Silverio Carelli’s organs are distinguished by a very accurate workmanship of the pipes and of all the mechanical parts. The cases of the Carelli organs are characterized by a lively and elegant moulding, which also gives a sense of movement to the pipes on the façade, especially with the “S” shape of the side fields. The keyboards are always decorated with inlays, while the rather strong and full sonority indulges in a particular tone sweetness, compared to other Neapolitan makers, especially in the Principale register which has fairly high mouths.
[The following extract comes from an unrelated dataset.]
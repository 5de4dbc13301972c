pub mod confirmation;
pub mod payments;
pub mod record_payment;
pub mod refund_payment;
The Salento organ underwent a restoration in 2000 by Roberto Esposito di Fuscaldo (CZ), work which unfortunately left the instrument with serious efficiency and tuning problems and some modifications, particularly in the Contrabbasso stop. In 2019 the organ was entrusted, with the approval of the Soprintendenza, to the organ builder Giuseppe Fontana of Altavilla Silentina (SA) for a recovery of perfect efficiency which re-established an optimal hold of the windchest, of the unequal tuning (identical to the original one found on the Carelli organ in Celle di Bulgheria), the correct reordering of the pipes and the restoration of the original sequence of the notes of the Contrabbassi. Fortunately, the pipes had preserved the original voicing characteristics found in other Carelli instruments. An adequate wind pressure has be established (64 mm. The original weights being missing) and the manual operation of the original Carelli bellows.
In the 1950s the elegantly designed case underwent the removal of the original tempera color, but it retains the authentic fine gilding of the carvings (meccatura).
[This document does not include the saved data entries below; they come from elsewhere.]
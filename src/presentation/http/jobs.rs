use axum::{
    Json, Router,
    extract::{Path, Query, State},
    http::StatusCode,
    routing::get,
};
use serde::{Deserialize, Serialize};
use utoipa::ToSchema;
use uuid::Uuid;

use crate::application::use_cases::jobs::categories::{
    CreateJobCategory, DeleteJobCategory, GetJobCategory, JobCategoryInput, ListJobCategories,
    UpdateJobCategory,
};
use crate::application::use_cases::jobs::jobs::{
    CreateJob, DeleteJob, GetJob, JobInput, ListJobs, UpdateJob,
};
use crate::bootstrap::app_context::AppContext;
use crate::domain::jobs::job::{Job, JobCategory, JobWithCount};
use crate::presentation::http::auth::{Bearer, authenticate};
use crate::presentation::http::error::ApiResult;

type Timestamp = chrono::DateTime<chrono::Utc>;

#[derive(Debug, Serialize, ToSchema)]
pub struct JobCategoryResponse {
    pub id: Uuid,
    pub name: String,
    pub description: String,
    pub staff_only: bool,
    pub always_required: bool,
    pub created_at: Timestamp,
    pub updated_at: Timestamp,
}

impl From<JobCategory> for JobCategoryResponse {
    fn from(c: JobCategory) -> Self {
        JobCategoryResponse {
            id: c.id,
            name: c.name,
            description: c.description,
            staff_only: c.staff_only,
            always_required: c.always_required,
            created_at: c.created_at,
            updated_at: c.updated_at,
        }
    }
}

#[derive(Debug, Default, Deserialize, ToSchema)]
#[serde(default)]
pub struct JobCategoryBody {
    pub name: Option<String>,
    pub description: Option<String>,
    pub staff_only: Option<bool>,
    pub always_required: Option<bool>,
}

impl From<JobCategoryBody> for JobCategoryInput {
    fn from(b: JobCategoryBody) -> Self {
        JobCategoryInput {
            name: b.name,
            description: b.description,
            staff_only: b.staff_only,
            always_required: b.always_required,
        }
    }
}

#[derive(Debug, Serialize, ToSchema)]
pub struct JobResponse {
    pub id: Uuid,
    pub name: String,
    pub location: String,
    pub category_id: Uuid,
    pub start_time: Option<Timestamp>,
    pub end_time: Option<Timestamp>,
    pub max_registrations: i32,
    pub staff_only: bool,
    pub always_required: bool,
    /// PENDING and CONFIRMED registrations holding a slot; omitted on writes.
    #[serde(skip_serializing_if = "Option::is_none")]
    pub registration_count: Option<i64>,
    pub created_at: Timestamp,
    pub updated_at: Timestamp,
}

impl From<Job> for JobResponse {
    fn from(j: Job) -> Self {
        JobResponse {
            id: j.id,
            name: j.name,
            location: j.location,
            category_id: j.category_id,
            start_time: j.start_time,
            end_time: j.end_time,
            max_registrations: j.max_registrations,
            staff_only: j.staff_only,
            always_required: j.always_required,
            registration_count: None,
            created_at: j.created_at,
            updated_at: j.updated_at,
        }
    }
}

impl From<JobWithCount> for JobResponse {
    fn from(j: JobWithCount) -> Self {
        JobResponse {
            registration_count: Some(j.registration_count),
            ..JobResponse::from(j.job)
        }
    }
}

#[derive(Debug, Default, Deserialize, ToSchema)]
#[serde(default)]
pub struct JobBody {
    pub name: Option<String>,
    pub location: Option<String>,
    pub category_id: Option<Uuid>,
    pub start_time: Option<Timestamp>,
    pub end_time: Option<Timestamp>,
    pub max_registrations: Option<i32>,
}

impl From<JobBody> for JobInput {
    fn from(b: JobBody) -> Self {
        JobInput {
            name: b.name,
            location: b.location,
            category_id: b.category_id,
            start_time: b.start_time,
            end_time: b.end_time,
            max_registrations: b.max_registrations,
        }
    }
}

#[derive(Debug, Deserialize)]
pub struct ListJobsQuery {
    pub category_id: Option<Uuid>,
}

pub fn routes(ctx: AppContext) -> Router {
    Router::new()
        .route(
            "/job-categories",
            get(list_categories).post(create_category),
        )
        .route(
            "/job-categories/:id",
            get(get_category)
                .patch(update_category)
                .delete(delete_category),
        )
        .route("/jobs", get(list_jobs).post(create_job))
        .route("/jobs/:id", get(get_job).patch(update_job).delete(delete_job))
        .with_state(ctx)
}

#[utoipa::path(get, path = "/api/job-categories", tag = "Jobs",
    responses((status = 200, body = [JobCategoryResponse])))]
pub async fn list_categories(
    State(ctx): State<AppContext>,
    bearer: Bearer,
) -> ApiResult<Json<Vec<JobCategoryResponse>>> {
    authenticate(&ctx, bearer).await?;
    let repo = ctx.job_category_repo();
    let uc = ListJobCategories {
        repo: repo.as_ref(),
    };
    let items = uc.execute().await?;
    Ok(Json(items.into_iter().map(Into::into).collect()))
}

#[utoipa::path(post, path = "/api/job-categories", tag = "Jobs", request_body = JobCategoryBody,
    responses((status = 201, body = JobCategoryResponse)))]
pub async fn create_category(
    State(ctx): State<AppContext>,
    bearer: Bearer,
    Json(body): Json<JobCategoryBody>,
) -> ApiResult<(StatusCode, Json<JobCategoryResponse>)> {
    let actor = authenticate(&ctx, bearer).await?;
    let repo = ctx.job_category_repo();
    let uc = CreateJobCategory {
        repo: repo.as_ref(),
    };
    let category = uc.execute(&actor, body.into()).await?;
    Ok((StatusCode::CREATED, Json(category.into())))
}

#[utoipa::path(get, path = "/api/job-categories/{id}", tag = "Jobs",
    params(("id" = Uuid, Path, description = "Job category ID")),
    responses((status = 200, body = JobCategoryResponse)))]
pub async fn get_category(
    State(ctx): State<AppContext>,
    bearer: Bearer,
    Path(id): Path<Uuid>,
) -> ApiResult<Json<JobCategoryResponse>> {
    authenticate(&ctx, bearer).await?;
    let repo = ctx.job_category_repo();
    let uc = GetJobCategory {
        repo: repo.as_ref(),
    };
    Ok(Json(uc.execute(id).await?.into()))
}

#[utoipa::path(patch, path = "/api/job-categories/{id}", tag = "Jobs", request_body = JobCategoryBody,
    params(("id" = Uuid, Path, description = "Job category ID")),
    responses((status = 200, body = JobCategoryResponse)))]
pub async fn update_category(
    State(ctx): State<AppContext>,
    bearer: Bearer,
    Path(id): Path<Uuid>,
    Json(body): Json<JobCategoryBody>,
) -> ApiResult<Json<JobCategoryResponse>> {
    let actor = authenticate(&ctx, bearer).await?;
    let repo = ctx.job_category_repo();
    let uc = UpdateJobCategory {
        repo: repo.as_ref(),
    };
    Ok(Json(uc.execute(&actor, id, body.into()).await?.into()))
}

#[utoipa::path(delete, path = "/api/job-categories/{id}", tag = "Jobs",
    params(("id" = Uuid, Path, description = "Job category ID")),
    responses((status = 204)))]
pub async fn delete_category(
    State(ctx): State<AppContext>,
    bearer: Bearer,
    Path(id): Path<Uuid>,
) -> ApiResult<StatusCode> {
    let actor = authenticate(&ctx, bearer).await?;
    let repo = ctx.job_category_repo();
    let uc = DeleteJobCategory {
        repo: repo.as_ref(),
    };
    uc.execute(&actor, id).await?;
    Ok(StatusCode::NO_CONTENT)
}

#[utoipa::path(get, path = "/api/jobs", tag = "Jobs",
    params(("category_id" = Option<Uuid>, Query, description = "Only jobs in this category")),
    responses((status = 200, body = [JobResponse])))]
pub async fn list_jobs(
    State(ctx): State<AppContext>,
    bearer: Bearer,
    Query(q): Query<ListJobsQuery>,
) -> ApiResult<Json<Vec<JobResponse>>> {
    let actor = authenticate(&ctx, bearer).await?;
    let repo = ctx.job_repo();
    let uc = ListJobs {
        repo: repo.as_ref(),
    };
    let jobs = uc.execute(&actor, q.category_id).await?;
    Ok(Json(jobs.into_iter().map(Into::into).collect()))
}

#[utoipa::path(post, path = "/api/jobs", tag = "Jobs", request_body = JobBody,
    responses((status = 201, body = JobResponse)))]
pub async fn create_job(
    State(ctx): State<AppContext>,
    bearer: Bearer,
    Json(body): Json<JobBody>,
) -> ApiResult<(StatusCode, Json<JobResponse>)> {
    let actor = authenticate(&ctx, bearer).await?;
    let repo = ctx.job_repo();
    let categories = ctx.job_category_repo();
    let uc = CreateJob {
        repo: repo.as_ref(),
        categories: categories.as_ref(),
    };
    let job = uc.execute(&actor, body.into()).await?;
    Ok((StatusCode::CREATED, Json(job.into())))
}

#[utoipa::path(get, path = "/api/jobs/{id}", tag = "Jobs",
    params(("id" = Uuid, Path, description = "Job ID")),
    responses((status = 200, body = JobResponse)))]
pub async fn get_job(
    State(ctx): State<AppContext>,
    bearer: Bearer,
    Path(id): Path<Uuid>,
) -> ApiResult<Json<JobResponse>> {
    authenticate(&ctx, bearer).await?;
    let repo = ctx.job_repo();
    let uc = GetJob {
        repo: repo.as_ref(),
    };
    Ok(Json(uc.execute(id).await?.into()))
}

#[utoipa::path(patch, path = "/api/jobs/{id}", tag = "Jobs", request_body = JobBody,
    params(("id" = Uuid, Path, description = "Job ID")),
    responses((status = 200, body = JobResponse)))]
pub async fn update_job(
    State(ctx): State<AppContext>,
    bearer: Bearer,
    Path(id): Path<Uuid>,
    Json(body): Json<JobBody>,
) -> ApiResult<Json<JobResponse>> {
    let actor = authenticate(&ctx, bearer).await?;
    let repo = ctx.job_repo();
    let categories = ctx.job_category_repo();
    let uc = UpdateJob {
        repo: repo.as_ref(),
        categories: categories.as_ref(),
    };
    Ok(Json(uc.execute(&actor, id, body.into()).await?.into()))
}

#[utoipa::path(delete, path = "/api/jobs/{id}", tag = "Jobs",
    params(("id" = Uuid, Path, description = "Job ID")),
    responses((status = 204)))]
pub async fn delete_job(
    State(ctx): State<AppContext>,
    bearer: Bearer,
    Path(id): Path<Uuid>,
) -> ApiResult<StatusCode> {
    let actor = authenticate(&ctx, bearer).await?;
    let repo = ctx.job_repo();
    let uc = DeleteJob {
        repo: repo.as_ref(),
    };
    uc.execute(&actor, id).await?;
    Ok(StatusCode::NO_CONTENT)
}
One 45-key keyboard with a C-c’’’ range with a short first octave; diatonic keys covered in boxwood, inlaid chromatic keys.
Pulldown pedalboard with range C-c, short octave.
Principale 8′ Voce umana (from c’)
Ottava Principale secondo 8’ (from c#’)
Quintadecima Flauto in duodecima 2 2/3′
Tiratutti (pulls from Ottava to XXIX)
Contrabbassi are operated by the first 9 keys of the keyboard; sounding 8′ from C to E and 16′ from F to c. It is possible to exclude them by a knob added in the 2000 restoration.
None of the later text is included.